I don't see that ranking by relevance and sorting by field values are
any more or less difficult than each other.
The Australian Government's "Business Entry Point"
(http://www.business.gov.au) uses DC metadata for all the searching from
the "Search", "Business Topics" and "Business Topics" pages.
The system attempts to rank by relevance, however when using metadata
only (which either matches exactly or not at all, in our
implementation), the rank will be the ratio of the number of search
terms to the number of matched metadata elements.

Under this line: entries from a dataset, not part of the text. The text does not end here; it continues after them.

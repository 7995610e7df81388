//! CLI argument parsing and command dispatch

pub mod args;
pub mod check;
pub(crate) mod common;
pub mod init;
pub mod list;
pub mod normalize;

// Re-export types for convenient access
pub use args::{Cli, ColorChoice, Command, OutputFormat};
pub use common::{EXIT_ERROR, EXIT_NOT_NORMALIZED, EXIT_PARSE_ERROR, EXIT_SUCCESS, GlobalOptions};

For example, in search on DC.Subject.Industry = "Agriculture" and
DC.Coverage.Placename = "ACT", things that match both ACT and
Agriculture will get 100% ranking. Things that match only one of the two
search terms will get 50% ranking, and things that match neither will
get 0% (ie: they're not retrieved). Before anyone points it out for me,
yes this site uses those silly dot-extended labels, but that doesn't
mean I like it that way.
The search engine (Verity Search 97) will assign "arbitrary" rankings
when doing free-text searches, but these very rarely cover metadata, so
I don't count that as relevant to this discussion. Oh... after ranking
by relevance, the entries are sorted by DC.Title (inside the rank
sorting).
So it is *possible* to rank results of metadata searches, if only by the
primitive method of ranking according the the percentage of query terms
matched. It's then up to the implementor and customer to decide if this
method of ranking actually means anything.
If you're going to sort based on the content of, say, DC.Title or
DC.Creator, then you have to remember that DC.Title and DC.Creator can
be repeated. If you have two records, each with two creators as follows:
1) DC.Creator = "Zachary, Andrew"
1) DC.Creator = "Smith, John"
and another with
2) DC.Creator = "Smyth, William"
2) DC.Creator = "Williams, Steward"
Then how do you sort these two? Do you sort the creators, then sort the
metadata sets (Smith and Zachary before Smyth and Williams)? Do you sort
based on the delivered order of creator names (Smyth and Wiliams before
Zachary and Smith)? Do you sort companies first then people?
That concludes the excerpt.